Transcribe all of the records precisely as they are presented.

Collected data
☆ ☆ ☆
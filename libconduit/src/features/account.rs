//! Account page: opens the sign-in/sign-up sheets and signs out

use super::RemoveUserFn;
use crate::error::{CredentialStoreError, Result};
use crate::runtime::{Cmd, Store};

#[derive(Clone)]
pub struct Env {
    pub remove_user: RemoveUserFn,
}

/// Sheet presented over the account page
#[derive(Debug, Clone, Copy, Default, PartialEq, Eq)]
pub enum SheetView {
    SignIn,
    SignUp,
    #[default]
    None,
}

#[derive(Debug, Clone, Default, PartialEq, Eq)]
pub struct Model {
    pub sheet_view: SheetView,
}

#[derive(Debug, Clone, PartialEq)]
pub enum Msg {
    ChangedSheetView(SheetView),
    SignedOut,
    RemovedUser(std::result::Result<(), CredentialStoreError>),
}

pub fn init(_env: &Env) -> (Model, Cmd<Msg>) {
    (Model::default(), Cmd::none())
}

pub fn update(env: &Env, msg: Msg, model: &Model) -> (Model, Cmd<Msg>) {
    match msg {
        Msg::ChangedSheetView(sheet_view) => (Model { sheet_view }, Cmd::none()),

        Msg::SignedOut => (
            model.clone(),
            Cmd::attempt((env.remove_user)(), Msg::RemovedUser),
        ),

        Msg::RemovedUser(Ok(())) => (model.clone(), Cmd::none()),

        // The session keeps the user, so the page keeps offering "Sign Out"
        Msg::RemovedUser(Err(e)) => {
            tracing::warn!("Sign out failed: {}", e);
            (model.clone(), Cmd::none())
        }
    }
}

pub fn store(env: Env) -> Result<Store<Model, Msg>> {
    let (model, cmd) = init(&env);
    Store::new(model, cmd, move |msg, model| update(&env, msg, model))
}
☆ ☆ ☆
Response to the exercise -
filename libconduit/src/features/account.rs
//! Account page: opens the sign-in/sign-up sheets and signs out

use super::RemoveUserFn;
use crate::error::{CredentialStoreError, Result};
use crate::runtime::{Cmd, Store};

#[derive(Clone)]
pub struct Env {
    pub remove_user: RemoveUserFn,
}

/// Sheet presented over the account page
#[derive(Debug, Clone, Copy, Default, PartialEq, Eq)]
pub enum SheetView {
    SignIn,
    SignUp,
    #[default]
    None,
}

#[derive(Debug, Clone, Default, PartialEq, Eq)]
pub struct Model {
    pub sheet_view: SheetView,
}

#[derive(Debug, Clone, PartialEq)]
pub enum Msg {
    ChangedSheetView(SheetView),
    SignedOut,
    RemovedUser(std::result::Result<(), CredentialStoreError>),
}

pub fn init(_env: &Env) -> (Model, Cmd<Msg>) {
    (Model::default(), Cmd::none())
}

pub fn update(env: &Env, msg: Msg, model: &Model) -> (Model, Cmd<Msg>) {
    match msg {
        Msg::ChangedSheetView(sheet_view) => (Model { sheet_view }, Cmd::none()),

        Msg::SignedOut => (
            model.clone(),
            Cmd::attempt((env.remove_user)(), Msg::RemovedUser),
        ),

        Msg::RemovedUser(Ok(())) => (model.clone(), Cmd::none()),

        // The session keeps the user, so the page keeps offering "Sign Out"
        Msg::RemovedUser(Err(e)) => {
            tracing::warn!("Sign out failed: {}", e);
            (model.clone(), Cmd::none())
        }
    }
}

pub fn store(env: Env) -> Result<Store<Model, Msg>> {
    let (model, cmd) = init(&env);
    Store::new(model, cmd, move |msg, model| update(&env, msg, model))
}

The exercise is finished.